Across all the entries, tally the lines holding the word "waits", and give the number by itself.

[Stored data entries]
* * * * * * *

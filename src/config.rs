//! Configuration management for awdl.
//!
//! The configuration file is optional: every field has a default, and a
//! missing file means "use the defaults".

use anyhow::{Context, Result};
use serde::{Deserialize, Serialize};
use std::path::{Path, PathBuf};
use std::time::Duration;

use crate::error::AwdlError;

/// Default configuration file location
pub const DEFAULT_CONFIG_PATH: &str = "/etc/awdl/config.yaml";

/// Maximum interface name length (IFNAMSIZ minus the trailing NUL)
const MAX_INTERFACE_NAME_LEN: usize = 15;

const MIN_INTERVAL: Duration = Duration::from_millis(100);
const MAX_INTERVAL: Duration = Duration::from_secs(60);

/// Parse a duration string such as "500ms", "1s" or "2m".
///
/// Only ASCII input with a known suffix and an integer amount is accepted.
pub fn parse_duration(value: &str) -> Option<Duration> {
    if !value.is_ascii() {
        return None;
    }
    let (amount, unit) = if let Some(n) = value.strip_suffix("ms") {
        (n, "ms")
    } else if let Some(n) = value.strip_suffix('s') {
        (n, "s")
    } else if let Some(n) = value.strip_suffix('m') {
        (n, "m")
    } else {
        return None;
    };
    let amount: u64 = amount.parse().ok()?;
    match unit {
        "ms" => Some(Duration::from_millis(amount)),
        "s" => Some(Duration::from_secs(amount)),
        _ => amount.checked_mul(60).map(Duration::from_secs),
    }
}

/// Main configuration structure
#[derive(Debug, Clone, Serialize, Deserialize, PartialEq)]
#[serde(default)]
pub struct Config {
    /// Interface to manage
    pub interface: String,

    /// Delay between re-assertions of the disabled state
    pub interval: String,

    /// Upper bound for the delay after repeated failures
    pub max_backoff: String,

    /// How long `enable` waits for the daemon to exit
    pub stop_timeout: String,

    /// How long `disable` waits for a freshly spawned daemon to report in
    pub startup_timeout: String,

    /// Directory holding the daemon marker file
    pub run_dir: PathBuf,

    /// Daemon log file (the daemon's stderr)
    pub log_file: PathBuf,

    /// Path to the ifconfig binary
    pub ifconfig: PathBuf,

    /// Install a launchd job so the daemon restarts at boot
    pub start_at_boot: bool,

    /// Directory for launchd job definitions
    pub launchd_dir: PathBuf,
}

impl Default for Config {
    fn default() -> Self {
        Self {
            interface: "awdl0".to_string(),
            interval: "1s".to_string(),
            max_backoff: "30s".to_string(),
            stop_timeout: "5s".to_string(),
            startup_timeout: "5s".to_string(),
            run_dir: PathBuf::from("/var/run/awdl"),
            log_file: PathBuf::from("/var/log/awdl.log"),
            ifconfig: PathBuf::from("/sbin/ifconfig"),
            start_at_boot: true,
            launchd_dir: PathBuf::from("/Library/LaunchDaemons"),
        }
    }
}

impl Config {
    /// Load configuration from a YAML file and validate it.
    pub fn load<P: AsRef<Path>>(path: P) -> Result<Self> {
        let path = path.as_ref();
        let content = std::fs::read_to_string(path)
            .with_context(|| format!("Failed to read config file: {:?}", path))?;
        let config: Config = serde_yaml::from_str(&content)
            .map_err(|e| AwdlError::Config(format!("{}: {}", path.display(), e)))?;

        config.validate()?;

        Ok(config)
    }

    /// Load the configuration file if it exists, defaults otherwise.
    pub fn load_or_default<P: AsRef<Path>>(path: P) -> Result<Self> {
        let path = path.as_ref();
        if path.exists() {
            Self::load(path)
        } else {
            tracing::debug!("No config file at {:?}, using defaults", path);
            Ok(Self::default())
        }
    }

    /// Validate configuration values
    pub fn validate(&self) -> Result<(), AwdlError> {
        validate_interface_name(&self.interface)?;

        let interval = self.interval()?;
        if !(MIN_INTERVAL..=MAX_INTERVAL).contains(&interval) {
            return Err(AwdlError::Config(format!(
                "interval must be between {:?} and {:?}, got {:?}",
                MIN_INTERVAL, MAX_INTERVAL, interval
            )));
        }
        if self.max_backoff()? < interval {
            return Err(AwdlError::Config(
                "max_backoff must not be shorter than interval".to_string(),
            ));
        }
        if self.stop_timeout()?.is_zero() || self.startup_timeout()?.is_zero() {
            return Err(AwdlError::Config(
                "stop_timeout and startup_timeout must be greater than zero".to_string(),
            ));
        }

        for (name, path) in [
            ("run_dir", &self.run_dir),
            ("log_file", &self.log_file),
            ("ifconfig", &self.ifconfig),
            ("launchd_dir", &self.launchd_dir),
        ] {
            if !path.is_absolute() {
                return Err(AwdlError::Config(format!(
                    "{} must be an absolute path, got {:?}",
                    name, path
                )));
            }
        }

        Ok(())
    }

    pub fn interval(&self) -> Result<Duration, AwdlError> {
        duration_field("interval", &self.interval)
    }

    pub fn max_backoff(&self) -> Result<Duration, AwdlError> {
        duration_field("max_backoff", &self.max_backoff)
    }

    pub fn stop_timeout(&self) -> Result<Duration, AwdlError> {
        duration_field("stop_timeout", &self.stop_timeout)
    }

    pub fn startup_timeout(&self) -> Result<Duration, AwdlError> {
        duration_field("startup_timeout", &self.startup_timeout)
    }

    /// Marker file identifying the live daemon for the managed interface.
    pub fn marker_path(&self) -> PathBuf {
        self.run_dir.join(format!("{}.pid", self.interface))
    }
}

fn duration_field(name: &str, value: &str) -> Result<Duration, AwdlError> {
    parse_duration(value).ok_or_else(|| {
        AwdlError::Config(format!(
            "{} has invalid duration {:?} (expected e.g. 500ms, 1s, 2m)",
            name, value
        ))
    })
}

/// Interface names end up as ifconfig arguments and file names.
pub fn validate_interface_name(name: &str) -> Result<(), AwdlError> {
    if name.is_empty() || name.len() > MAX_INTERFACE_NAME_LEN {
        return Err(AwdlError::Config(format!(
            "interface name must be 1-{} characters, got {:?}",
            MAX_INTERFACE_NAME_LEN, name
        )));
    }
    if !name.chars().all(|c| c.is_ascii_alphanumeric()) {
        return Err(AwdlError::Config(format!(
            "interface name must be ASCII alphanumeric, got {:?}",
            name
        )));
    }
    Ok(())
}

* * * * * * *

__Solved problem__. 2